**Exercise prompt**
Beginning with the first line, copy out each line of the material until the line containing "strips leading path" has been copied as well.

**Information provided**
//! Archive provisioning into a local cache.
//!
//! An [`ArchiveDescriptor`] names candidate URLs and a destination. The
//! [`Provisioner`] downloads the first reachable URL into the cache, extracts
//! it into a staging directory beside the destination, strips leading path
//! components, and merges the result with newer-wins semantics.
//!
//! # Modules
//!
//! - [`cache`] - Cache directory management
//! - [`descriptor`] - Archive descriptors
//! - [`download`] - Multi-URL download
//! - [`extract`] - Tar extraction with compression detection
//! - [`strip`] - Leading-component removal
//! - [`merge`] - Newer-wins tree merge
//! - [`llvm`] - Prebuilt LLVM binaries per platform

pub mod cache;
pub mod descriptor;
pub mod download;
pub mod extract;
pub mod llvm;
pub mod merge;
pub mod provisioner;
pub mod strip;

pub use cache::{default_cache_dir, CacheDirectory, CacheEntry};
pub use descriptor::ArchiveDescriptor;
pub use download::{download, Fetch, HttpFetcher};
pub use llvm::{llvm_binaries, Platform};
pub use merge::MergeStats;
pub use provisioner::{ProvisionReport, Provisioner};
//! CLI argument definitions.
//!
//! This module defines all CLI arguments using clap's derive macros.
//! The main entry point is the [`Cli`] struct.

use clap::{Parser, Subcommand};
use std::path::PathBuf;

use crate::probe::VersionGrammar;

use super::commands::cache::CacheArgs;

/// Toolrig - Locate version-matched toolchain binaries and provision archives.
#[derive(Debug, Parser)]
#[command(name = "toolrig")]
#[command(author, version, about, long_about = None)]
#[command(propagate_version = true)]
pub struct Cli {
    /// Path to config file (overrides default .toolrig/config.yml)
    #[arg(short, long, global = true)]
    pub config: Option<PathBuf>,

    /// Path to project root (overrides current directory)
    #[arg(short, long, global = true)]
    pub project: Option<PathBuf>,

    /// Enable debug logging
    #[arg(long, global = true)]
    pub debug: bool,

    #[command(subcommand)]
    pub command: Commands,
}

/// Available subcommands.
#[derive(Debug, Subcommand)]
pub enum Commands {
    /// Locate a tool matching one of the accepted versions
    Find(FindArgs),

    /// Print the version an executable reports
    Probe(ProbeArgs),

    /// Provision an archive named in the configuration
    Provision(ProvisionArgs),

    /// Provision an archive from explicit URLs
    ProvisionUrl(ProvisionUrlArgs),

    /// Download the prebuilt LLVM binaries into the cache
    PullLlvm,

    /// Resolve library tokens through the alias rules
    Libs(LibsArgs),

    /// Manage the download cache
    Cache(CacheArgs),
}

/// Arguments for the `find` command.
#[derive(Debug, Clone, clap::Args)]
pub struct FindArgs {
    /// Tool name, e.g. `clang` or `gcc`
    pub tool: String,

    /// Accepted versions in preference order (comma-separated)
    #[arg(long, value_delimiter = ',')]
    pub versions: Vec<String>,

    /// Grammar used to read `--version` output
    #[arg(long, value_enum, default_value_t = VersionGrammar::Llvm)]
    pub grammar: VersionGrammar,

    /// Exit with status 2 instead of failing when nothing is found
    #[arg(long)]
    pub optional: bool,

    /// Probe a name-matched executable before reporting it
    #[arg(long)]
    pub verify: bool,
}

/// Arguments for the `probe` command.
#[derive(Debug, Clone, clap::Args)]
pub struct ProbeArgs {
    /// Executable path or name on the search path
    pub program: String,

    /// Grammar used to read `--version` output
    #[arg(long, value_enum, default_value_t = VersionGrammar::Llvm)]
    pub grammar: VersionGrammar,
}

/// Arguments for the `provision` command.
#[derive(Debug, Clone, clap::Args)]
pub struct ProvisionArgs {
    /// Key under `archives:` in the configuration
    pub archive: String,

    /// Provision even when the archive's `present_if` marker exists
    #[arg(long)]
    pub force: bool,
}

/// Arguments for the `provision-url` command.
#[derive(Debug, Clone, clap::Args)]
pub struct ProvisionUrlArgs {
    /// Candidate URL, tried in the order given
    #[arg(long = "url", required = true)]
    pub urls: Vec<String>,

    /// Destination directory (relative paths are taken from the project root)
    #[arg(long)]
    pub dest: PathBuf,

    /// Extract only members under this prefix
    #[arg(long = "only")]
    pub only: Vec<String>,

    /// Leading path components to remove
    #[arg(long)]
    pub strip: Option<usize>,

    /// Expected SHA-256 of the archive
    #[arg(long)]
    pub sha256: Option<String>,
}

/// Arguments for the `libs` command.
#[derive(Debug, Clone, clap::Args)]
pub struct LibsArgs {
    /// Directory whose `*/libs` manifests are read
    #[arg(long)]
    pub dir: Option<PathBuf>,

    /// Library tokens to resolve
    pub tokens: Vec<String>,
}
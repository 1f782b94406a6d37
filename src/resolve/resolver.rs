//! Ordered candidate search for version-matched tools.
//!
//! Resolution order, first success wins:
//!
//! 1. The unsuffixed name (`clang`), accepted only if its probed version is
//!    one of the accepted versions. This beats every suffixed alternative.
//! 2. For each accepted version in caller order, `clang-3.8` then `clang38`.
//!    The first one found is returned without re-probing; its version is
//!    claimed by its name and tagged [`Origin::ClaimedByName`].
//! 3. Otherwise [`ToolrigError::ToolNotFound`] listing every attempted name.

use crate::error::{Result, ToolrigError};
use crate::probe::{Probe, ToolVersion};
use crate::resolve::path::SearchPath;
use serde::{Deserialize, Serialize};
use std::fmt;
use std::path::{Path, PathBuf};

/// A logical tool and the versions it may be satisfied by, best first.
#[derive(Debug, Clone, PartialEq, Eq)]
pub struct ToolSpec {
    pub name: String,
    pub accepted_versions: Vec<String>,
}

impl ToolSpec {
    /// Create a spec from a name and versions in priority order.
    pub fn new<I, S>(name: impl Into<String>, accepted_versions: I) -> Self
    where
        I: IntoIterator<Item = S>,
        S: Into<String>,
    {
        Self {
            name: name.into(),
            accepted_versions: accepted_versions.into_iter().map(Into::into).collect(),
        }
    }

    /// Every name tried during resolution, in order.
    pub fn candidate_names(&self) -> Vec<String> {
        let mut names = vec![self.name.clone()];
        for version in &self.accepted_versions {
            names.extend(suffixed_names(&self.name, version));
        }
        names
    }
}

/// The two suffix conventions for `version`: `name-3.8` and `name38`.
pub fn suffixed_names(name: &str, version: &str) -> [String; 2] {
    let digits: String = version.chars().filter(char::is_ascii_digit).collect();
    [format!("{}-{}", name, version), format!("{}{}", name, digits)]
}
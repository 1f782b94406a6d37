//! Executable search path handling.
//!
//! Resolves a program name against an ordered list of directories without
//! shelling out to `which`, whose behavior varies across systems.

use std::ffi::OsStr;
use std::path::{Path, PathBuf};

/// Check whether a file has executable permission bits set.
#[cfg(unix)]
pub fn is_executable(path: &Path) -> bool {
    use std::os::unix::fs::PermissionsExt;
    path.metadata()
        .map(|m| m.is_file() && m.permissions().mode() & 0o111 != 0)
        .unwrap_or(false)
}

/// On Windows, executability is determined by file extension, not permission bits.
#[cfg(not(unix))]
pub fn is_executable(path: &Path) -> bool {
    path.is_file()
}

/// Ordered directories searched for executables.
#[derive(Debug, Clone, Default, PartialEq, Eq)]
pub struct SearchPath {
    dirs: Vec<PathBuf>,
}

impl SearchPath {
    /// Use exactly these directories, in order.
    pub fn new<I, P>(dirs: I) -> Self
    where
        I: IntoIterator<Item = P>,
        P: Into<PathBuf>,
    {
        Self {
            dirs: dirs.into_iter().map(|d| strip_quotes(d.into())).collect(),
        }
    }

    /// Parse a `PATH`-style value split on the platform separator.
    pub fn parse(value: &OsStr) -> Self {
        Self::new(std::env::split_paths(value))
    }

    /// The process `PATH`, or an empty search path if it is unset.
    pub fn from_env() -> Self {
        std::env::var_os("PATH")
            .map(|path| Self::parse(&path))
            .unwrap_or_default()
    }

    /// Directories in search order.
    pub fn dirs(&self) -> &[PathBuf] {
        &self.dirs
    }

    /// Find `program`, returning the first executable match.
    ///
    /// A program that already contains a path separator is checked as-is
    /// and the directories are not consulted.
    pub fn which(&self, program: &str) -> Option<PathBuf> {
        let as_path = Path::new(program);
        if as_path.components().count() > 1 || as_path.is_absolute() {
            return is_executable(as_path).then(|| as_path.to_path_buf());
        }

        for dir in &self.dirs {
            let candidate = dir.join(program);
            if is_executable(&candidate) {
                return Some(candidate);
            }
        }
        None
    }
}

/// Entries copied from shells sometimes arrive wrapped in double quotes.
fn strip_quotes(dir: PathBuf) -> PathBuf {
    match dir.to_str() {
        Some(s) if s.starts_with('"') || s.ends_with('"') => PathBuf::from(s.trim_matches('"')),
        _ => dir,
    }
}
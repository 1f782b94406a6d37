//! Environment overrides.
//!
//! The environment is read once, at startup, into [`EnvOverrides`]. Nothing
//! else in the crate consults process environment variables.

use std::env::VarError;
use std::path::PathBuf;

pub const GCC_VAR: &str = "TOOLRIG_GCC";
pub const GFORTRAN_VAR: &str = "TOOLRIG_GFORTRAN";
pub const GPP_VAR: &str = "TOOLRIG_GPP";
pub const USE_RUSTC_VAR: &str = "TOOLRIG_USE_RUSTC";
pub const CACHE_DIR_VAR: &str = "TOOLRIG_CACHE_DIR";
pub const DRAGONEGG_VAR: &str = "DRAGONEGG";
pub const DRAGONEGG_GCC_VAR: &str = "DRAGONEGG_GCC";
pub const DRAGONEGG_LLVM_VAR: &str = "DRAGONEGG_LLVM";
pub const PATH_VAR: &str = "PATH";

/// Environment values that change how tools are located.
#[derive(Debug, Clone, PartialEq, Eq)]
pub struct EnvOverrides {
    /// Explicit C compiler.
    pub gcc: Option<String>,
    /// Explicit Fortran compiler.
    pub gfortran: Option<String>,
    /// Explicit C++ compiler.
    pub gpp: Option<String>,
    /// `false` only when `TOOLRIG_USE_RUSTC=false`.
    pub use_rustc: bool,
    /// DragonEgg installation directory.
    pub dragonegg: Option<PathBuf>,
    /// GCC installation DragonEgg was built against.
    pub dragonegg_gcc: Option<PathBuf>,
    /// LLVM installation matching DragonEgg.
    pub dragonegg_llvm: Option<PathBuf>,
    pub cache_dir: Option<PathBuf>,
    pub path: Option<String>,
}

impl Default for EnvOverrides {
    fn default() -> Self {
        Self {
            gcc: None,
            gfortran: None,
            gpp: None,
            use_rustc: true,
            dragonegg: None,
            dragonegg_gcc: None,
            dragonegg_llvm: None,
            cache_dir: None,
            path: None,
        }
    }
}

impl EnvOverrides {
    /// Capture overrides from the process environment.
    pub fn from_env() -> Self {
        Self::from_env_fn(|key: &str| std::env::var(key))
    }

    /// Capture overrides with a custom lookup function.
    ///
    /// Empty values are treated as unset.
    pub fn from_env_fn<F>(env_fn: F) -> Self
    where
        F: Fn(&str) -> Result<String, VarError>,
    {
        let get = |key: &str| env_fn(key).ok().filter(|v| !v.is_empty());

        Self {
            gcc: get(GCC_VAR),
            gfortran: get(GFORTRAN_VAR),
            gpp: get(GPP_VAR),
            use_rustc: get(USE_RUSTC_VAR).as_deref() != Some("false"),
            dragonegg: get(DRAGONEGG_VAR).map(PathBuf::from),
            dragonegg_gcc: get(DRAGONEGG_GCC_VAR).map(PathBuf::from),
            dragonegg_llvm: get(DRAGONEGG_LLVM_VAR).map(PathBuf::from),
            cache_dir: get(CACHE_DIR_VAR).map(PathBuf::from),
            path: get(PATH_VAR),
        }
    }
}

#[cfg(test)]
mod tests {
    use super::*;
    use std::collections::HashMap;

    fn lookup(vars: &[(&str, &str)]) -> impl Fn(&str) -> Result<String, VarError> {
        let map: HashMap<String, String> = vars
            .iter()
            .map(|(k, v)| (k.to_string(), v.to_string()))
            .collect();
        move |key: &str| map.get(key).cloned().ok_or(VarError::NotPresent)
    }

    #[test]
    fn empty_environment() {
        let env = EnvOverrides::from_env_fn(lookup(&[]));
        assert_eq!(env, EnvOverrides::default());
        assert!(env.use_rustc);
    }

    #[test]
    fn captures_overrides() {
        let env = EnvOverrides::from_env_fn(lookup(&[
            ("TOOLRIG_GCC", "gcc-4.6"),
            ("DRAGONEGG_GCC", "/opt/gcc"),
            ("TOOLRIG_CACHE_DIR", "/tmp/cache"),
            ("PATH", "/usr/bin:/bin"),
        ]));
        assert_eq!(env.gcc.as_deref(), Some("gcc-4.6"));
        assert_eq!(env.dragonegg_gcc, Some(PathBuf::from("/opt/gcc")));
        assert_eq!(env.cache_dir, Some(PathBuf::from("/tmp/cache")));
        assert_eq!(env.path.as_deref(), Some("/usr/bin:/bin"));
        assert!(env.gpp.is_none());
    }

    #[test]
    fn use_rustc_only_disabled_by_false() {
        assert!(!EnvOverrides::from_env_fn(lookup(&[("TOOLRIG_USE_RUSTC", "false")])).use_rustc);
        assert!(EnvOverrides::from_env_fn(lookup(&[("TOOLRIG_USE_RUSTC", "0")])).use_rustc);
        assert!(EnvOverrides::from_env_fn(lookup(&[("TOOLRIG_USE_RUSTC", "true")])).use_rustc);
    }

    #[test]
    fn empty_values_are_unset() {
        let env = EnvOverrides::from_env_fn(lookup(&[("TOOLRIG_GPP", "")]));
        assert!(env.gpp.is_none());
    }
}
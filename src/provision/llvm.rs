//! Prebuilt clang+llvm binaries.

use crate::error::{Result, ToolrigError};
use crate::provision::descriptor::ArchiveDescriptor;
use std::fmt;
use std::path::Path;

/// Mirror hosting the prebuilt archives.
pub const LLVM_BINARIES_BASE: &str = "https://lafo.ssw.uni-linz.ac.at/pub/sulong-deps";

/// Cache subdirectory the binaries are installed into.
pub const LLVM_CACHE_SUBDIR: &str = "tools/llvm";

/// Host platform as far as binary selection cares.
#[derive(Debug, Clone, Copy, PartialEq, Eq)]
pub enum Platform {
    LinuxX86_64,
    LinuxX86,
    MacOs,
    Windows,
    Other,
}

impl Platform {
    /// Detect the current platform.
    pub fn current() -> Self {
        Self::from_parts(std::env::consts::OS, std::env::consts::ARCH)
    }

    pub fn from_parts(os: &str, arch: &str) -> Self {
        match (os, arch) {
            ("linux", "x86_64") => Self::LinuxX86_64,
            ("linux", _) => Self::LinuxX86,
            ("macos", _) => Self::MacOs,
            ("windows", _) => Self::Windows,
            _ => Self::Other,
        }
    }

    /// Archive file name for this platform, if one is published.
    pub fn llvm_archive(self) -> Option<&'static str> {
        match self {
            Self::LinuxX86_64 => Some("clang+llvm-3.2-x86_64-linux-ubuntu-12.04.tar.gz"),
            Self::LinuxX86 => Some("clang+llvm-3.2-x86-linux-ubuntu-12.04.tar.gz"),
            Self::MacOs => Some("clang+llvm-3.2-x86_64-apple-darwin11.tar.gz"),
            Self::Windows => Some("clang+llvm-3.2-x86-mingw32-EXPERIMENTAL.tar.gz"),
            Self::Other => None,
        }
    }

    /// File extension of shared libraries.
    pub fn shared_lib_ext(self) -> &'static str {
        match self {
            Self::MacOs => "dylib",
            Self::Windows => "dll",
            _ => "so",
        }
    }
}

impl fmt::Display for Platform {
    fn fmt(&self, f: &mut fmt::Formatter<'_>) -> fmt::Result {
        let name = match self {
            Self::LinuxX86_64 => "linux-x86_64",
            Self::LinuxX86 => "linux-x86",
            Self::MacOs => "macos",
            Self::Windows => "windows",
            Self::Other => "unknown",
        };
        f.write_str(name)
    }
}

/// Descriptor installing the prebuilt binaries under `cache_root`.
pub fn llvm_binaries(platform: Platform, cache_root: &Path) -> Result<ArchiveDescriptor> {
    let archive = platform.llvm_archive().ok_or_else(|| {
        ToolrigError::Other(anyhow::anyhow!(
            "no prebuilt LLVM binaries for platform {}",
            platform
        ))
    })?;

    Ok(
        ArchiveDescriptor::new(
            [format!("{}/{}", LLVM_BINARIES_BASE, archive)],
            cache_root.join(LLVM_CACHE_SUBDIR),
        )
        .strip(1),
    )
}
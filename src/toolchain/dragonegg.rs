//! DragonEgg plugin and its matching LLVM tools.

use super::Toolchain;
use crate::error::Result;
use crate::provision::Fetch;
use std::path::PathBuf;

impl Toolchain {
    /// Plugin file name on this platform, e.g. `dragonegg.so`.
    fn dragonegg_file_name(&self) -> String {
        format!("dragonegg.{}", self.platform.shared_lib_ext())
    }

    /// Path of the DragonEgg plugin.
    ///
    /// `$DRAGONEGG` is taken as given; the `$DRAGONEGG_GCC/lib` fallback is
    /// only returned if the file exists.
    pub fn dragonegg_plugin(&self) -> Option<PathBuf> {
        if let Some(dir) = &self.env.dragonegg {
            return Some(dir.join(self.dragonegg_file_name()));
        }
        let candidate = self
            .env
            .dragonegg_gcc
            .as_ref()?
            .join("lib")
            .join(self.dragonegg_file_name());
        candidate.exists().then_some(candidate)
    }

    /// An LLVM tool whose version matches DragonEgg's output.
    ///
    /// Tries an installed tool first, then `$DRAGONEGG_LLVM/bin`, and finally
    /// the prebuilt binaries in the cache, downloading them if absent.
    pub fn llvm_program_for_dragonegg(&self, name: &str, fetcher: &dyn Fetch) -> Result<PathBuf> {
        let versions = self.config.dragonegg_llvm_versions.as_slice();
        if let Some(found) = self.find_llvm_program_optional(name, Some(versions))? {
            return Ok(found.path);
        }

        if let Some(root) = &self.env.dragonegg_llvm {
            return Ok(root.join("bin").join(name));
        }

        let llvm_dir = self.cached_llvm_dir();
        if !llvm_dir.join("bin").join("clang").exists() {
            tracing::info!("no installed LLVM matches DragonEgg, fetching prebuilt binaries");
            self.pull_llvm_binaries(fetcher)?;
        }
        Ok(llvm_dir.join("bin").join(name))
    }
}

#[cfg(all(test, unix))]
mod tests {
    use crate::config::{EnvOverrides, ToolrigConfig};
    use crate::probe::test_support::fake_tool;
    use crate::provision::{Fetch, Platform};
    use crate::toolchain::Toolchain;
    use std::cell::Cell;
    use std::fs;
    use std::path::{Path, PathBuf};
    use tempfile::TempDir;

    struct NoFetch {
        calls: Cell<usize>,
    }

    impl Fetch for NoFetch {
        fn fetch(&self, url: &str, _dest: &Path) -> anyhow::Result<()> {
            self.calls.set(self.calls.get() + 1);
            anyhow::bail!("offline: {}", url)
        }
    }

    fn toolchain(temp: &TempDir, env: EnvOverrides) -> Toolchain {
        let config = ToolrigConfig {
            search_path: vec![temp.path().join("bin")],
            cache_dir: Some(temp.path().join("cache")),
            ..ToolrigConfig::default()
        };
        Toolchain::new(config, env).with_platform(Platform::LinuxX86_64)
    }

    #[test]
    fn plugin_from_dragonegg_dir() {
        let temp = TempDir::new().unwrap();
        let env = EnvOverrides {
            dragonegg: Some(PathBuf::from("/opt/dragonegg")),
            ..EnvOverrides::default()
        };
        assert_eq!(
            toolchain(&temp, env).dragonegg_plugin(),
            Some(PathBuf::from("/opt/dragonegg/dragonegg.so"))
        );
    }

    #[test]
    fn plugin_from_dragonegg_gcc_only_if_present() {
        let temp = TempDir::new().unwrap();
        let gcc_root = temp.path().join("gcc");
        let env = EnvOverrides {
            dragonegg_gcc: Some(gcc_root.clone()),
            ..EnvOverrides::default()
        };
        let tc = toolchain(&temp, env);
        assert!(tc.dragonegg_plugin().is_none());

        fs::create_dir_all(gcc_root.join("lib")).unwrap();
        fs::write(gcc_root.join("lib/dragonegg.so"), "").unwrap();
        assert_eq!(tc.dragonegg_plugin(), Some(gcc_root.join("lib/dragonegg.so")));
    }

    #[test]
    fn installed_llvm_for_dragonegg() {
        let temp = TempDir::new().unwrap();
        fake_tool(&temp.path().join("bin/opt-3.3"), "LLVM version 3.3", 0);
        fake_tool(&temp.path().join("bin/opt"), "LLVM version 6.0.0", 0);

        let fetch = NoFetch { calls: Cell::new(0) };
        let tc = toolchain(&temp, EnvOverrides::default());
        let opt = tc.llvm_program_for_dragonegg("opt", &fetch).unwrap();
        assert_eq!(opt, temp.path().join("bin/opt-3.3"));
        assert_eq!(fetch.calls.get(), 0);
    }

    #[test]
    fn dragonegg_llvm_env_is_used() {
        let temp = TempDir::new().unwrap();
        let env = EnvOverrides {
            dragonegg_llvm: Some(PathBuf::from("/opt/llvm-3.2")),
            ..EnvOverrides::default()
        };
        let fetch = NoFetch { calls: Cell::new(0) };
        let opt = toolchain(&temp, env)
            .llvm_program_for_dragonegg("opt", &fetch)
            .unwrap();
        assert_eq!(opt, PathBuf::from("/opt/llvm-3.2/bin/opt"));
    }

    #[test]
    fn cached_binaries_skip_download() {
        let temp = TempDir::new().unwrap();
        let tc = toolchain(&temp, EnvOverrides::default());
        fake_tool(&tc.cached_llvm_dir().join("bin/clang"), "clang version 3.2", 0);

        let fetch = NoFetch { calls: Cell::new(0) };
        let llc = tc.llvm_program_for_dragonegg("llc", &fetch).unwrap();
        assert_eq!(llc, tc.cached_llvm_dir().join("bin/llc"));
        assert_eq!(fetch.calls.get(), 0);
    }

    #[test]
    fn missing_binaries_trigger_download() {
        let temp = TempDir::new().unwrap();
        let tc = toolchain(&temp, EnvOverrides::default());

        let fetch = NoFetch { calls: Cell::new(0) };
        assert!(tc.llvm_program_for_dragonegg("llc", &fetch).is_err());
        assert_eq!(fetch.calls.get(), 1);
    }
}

**Solution for this task**
//! Archive provisioning into a local cache.
//!
//! An [`ArchiveDescriptor`] names candidate URLs and a destination. The
//! [`Provisioner`] downloads the first reachable URL into the cache, extracts
//! it into a staging directory beside the destination, strips leading path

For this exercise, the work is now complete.